use axum::{
    Json, Router,
    extract::{Path, Query, State},
    routing::{delete, get, put},
};
use uuid::Uuid;

use crate::{
    dto::products::{CreateProductRequest, ProductList, UpdateProductRequest},
    error::AppResult,
    middleware::auth::AuthUser,
    models::Product,
    response::ApiResponse,
    routes::params::ProductQuery,
    services::product_service,
    state::AppState,
};

pub fn router() -> Router<AppState> {
    Router::new()
        .route("/", get(list_products).post(create_product))
        .route("/category/{name}", get(list_by_category))
        .route("/{id}", get(get_product))
        .route("/{id}", put(update_product))
        .route("/{id}", delete(delete_product))
}

#[utoipa::path(
    get,
    path = "/api/products",
    params(
        ("page" = Option<i64>, Query, description = "Page number, default 1"),
        ("per_page" = Option<i64>, Query, description = "Items per page, default 20"),
        ("q" = Option<String>, Query, description = "Search in name and description"),
        ("min_price" = Option<i64>, Query, description = "Minimum price"),
        ("max_price" = Option<i64>, Query, description = "Maximum price"),
    ),
    responses(
        (status = 200, description = "List products", body = ApiResponse<ProductList>)
    ),
    tag = "Products"
)]
pub async fn list_products(
    State(state): State<AppState>,
    Query(query): Query<ProductQuery>,
) -> AppResult<Json<ApiResponse<ProductList>>> {
    let resp = product_service::list_products(&state, query).await?;
    Ok(Json(resp))
}

#[utoipa::path(
    get,
    path = "/api/products/{id}",
    params(
        ("id" = Uuid, Path, description = "Product ID")
    ),
    responses(
        (status = 200, description = "Get product", body = ApiResponse<Product>),
        (status = 404, description = "Product not found"),
    ),
    tag = "Products"
)]
pub async fn get_product(
    State(state): State<AppState>,
    Path(id): Path<Uuid>,
) -> AppResult<Json<ApiResponse<Product>>> {
    let resp = product_service::get_product(&state, id).await?;
    Ok(Json(resp))
}

#[utoipa::path(
    get,
    path = "/api/products/category/{name}",
    params(
        ("name" = String, Path, description = "Category name")
    ),
    responses(
        (status = 200, description = "Products in the category, empty when unknown", body = ApiResponse<ProductList>)
    ),
    tag = "Products"
)]
pub async fn list_by_category(
    State(state): State<AppState>,
    Path(name): Path<String>,
) -> AppResult<Json<ApiResponse<ProductList>>> {
    let resp = product_service::list_by_category(&state, &name).await?;
    Ok(Json(resp))
}

#[utoipa::path(
    post,
    path = "/api/products",
    request_body = CreateProductRequest,
    responses(
        (status = 200, description = "Create product", body = ApiResponse<Product>),
        (status = 403, description = "Caller is not an admin"),
    ),
    security(("bearer_auth" = [])),
    tag = "Products"
)]
pub async fn create_product(
    State(state): State<AppState>,
    user: AuthUser,
    Json(payload): Json<CreateProductRequest>,
) -> AppResult<Json<ApiResponse<Product>>> {
    let resp = product_service::create_product(&state, &user, payload).await?;
    Ok(Json(resp))
}

#[utoipa::path(
    put,
    path = "/api/products/{id}",
    params(
        ("id" = Uuid, Path, description = "Product ID")
    ),
    request_body = UpdateProductRequest,
    responses(
        (status = 200, description = "Updated product", body = ApiResponse<Product>),
        (status = 403, description = "Caller is not an admin"),
    ),
    security(("bearer_auth" = [])),
    tag = "Products"
)]
pub async fn update_product(
    State(state): State<AppState>,
    user: AuthUser,
    Path(id): Path<Uuid>,
    Json(payload): Json<UpdateProductRequest>,
) -> AppResult<Json<ApiResponse<Product>>> {
    let resp = product_service::update_product(&state, &user, id, payload).await?;
    Ok(Json(resp))
}

#[utoipa::path(
    delete,
    path = "/api/products/{id}",
    params(
        ("id" = Uuid, Path, description = "Product ID")
    ),
    responses(
        (status = 200, description = "Deleted product"),
        (status = 400, description = "Product has order history"),
        (status = 403, description = "Caller is not an admin"),
    ),
    security(("bearer_auth" = [])),
    tag = "Products"
)]
pub async fn delete_product(
    State(state): State<AppState>,
    user: AuthUser,
    Path(id): Path<Uuid>,
) -> AppResult<Json<ApiResponse<serde_json::Value>>> {
    let resp = product_service::delete_product(&state, &user, id).await?;
    Ok(Json(resp))
}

□ □ □

* _Task description_:
All records must be transcribed exactly, with none left out.

* _Answer for this exercise_:
use axum::{
    Json, Router,
    extract::{Path, Query, State},
    routing::{delete, get, put},
};
use uuid::Uuid;

use crate::{
    dto::products::{CreateProductRequest, ProductList, UpdateProductRequest},
    error::AppResult,
    middleware::auth::AuthUser,
    models::Product,
    response::ApiResponse,
    routes::params::ProductQuery,
    services::product_service,
    state::AppState,
};

pub fn router() -> Router<AppState> {
    Router::new()
        .route("/", get(list_products).post(create_product))
        .route("/category/{name}", get(list_by_category))
        .route("/{id}", get(get_product))
        .route("/{id}", put(update_product))
        .route("/{id}", delete(delete_product))
}

#[utoipa::path(
    get,
    path = "/api/products",
    params(
        ("page" = Option<i64>, Query, description = "Page number, default 1"),
        ("per_page" = Option<i64>, Query, description = "Items per page, default 20"),
        ("q" = Option<String>, Query, description = "Search in name and description"),
        ("min_price" = Option<i64>, Query, description = "Minimum price"),
        ("max_price" = Option<i64>, Query, description = "Maximum price"),
    ),
    responses(
        (status = 200, description = "List products", body = ApiResponse<ProductList>)
    ),
    tag = "Products"
)]
pub async fn list_products(
    State(state): State<AppState>,
    Query(query): Query<ProductQuery>,
) -> AppResult<Json<ApiResponse<ProductList>>> {
    let resp = product_service::list_products(&state, query).await?;
    Ok(Json(resp))
}

#[utoipa::path(
    get,
    path = "/api/products/{id}",
    params(
        ("id" = Uuid, Path, description = "Product ID")
    ),
    responses(
        (status = 200, description = "Get product", body = ApiResponse<Product>),
        (status = 404, description = "Product not found"),
    ),
    tag = "Products"
)]
pub async fn get_product(
    State(state): State<AppState>,
    Path(id): Path<Uuid>,
) -> AppResult<Json<ApiResponse<Product>>> {
    let resp = product_service::get_product(&state, id).await?;
    Ok(Json(resp))
}

#[utoipa::path(
    get,
    path = "/api/products/category/{name}",
    params(
        ("name" = String, Path, description = "Category name")
    ),
    responses(
        (status = 200, description = "Products in the category, empty when unknown", body = ApiResponse<ProductList>)
    ),
    tag = "Products"
)]
pub async fn list_by_category(
    State(state): State<AppState>,
    Path(name): Path<String>,
) -> AppResult<Json<ApiResponse<ProductList>>> {
    let resp = product_service::list_by_category(&state, &name).await?;
    Ok(Json(resp))
}

#[utoipa::path(
    post,
    path = "/api/products",
    request_body = CreateProductRequest,
    responses(
        (status = 200, description = "Create product", body = ApiResponse<Product>),
        (status = 403, description = "Caller is not an admin"),
    ),
    security(("bearer_auth" = [])),
    tag = "Products"
)]
pub async fn create_product(
    State(state): State<AppState>,
    user: AuthUser,
    Json(payload): Json<CreateProductRequest>,
) -> AppResult<Json<ApiResponse<Product>>> {
    let resp = product_service::create_product(&state, &user, payload).await?;
    Ok(Json(resp))
}

#[utoipa::path(
    put,
    path = "/api/products/{id}",
    params(
        ("id" = Uuid, Path, description = "Product ID")
    ),
    request_body = UpdateProductRequest,
    responses(
        (status = 200, description = "Updated product", body = ApiResponse<Product>),
        (status = 403, description = "Caller is not an admin"),
    ),
    security(("bearer_auth" = [])),
    tag = "Products"
)]
pub async fn update_product(
    State(state): State<AppState>,
    user: AuthUser,
    Path(id): Path<Uuid>,
    Json(payload): Json<UpdateProductRequest>,
) -> AppResult<Json<ApiResponse<Product>>> {
    let resp = product_service::update_product(&state, &user, id, payload).await?;
    Ok(Json(resp))
}

#[utoipa::path(
    delete,
    path = "/api/products/{id}",
    params(
        ("id" = Uuid, Path, description = "Product ID")
    ),
    responses(
        (status = 200, description = "Deleted product"),
        (status = 400, description = "Product has order history"),
        (status = 403, description = "Caller is not an admin"),
    ),
    security(("bearer_auth" = [])),
    tag = "Products"
)]
pub async fn delete_product(
    State(state): State<AppState>,
    user: AuthUser,
    Path(id): Path<Uuid>,
) -> AppResult<Json<ApiResponse<serde_json::Value>>> {
    let resp = product_service::delete_product(&state, &user, id).await?;
    Ok(Json(resp))
}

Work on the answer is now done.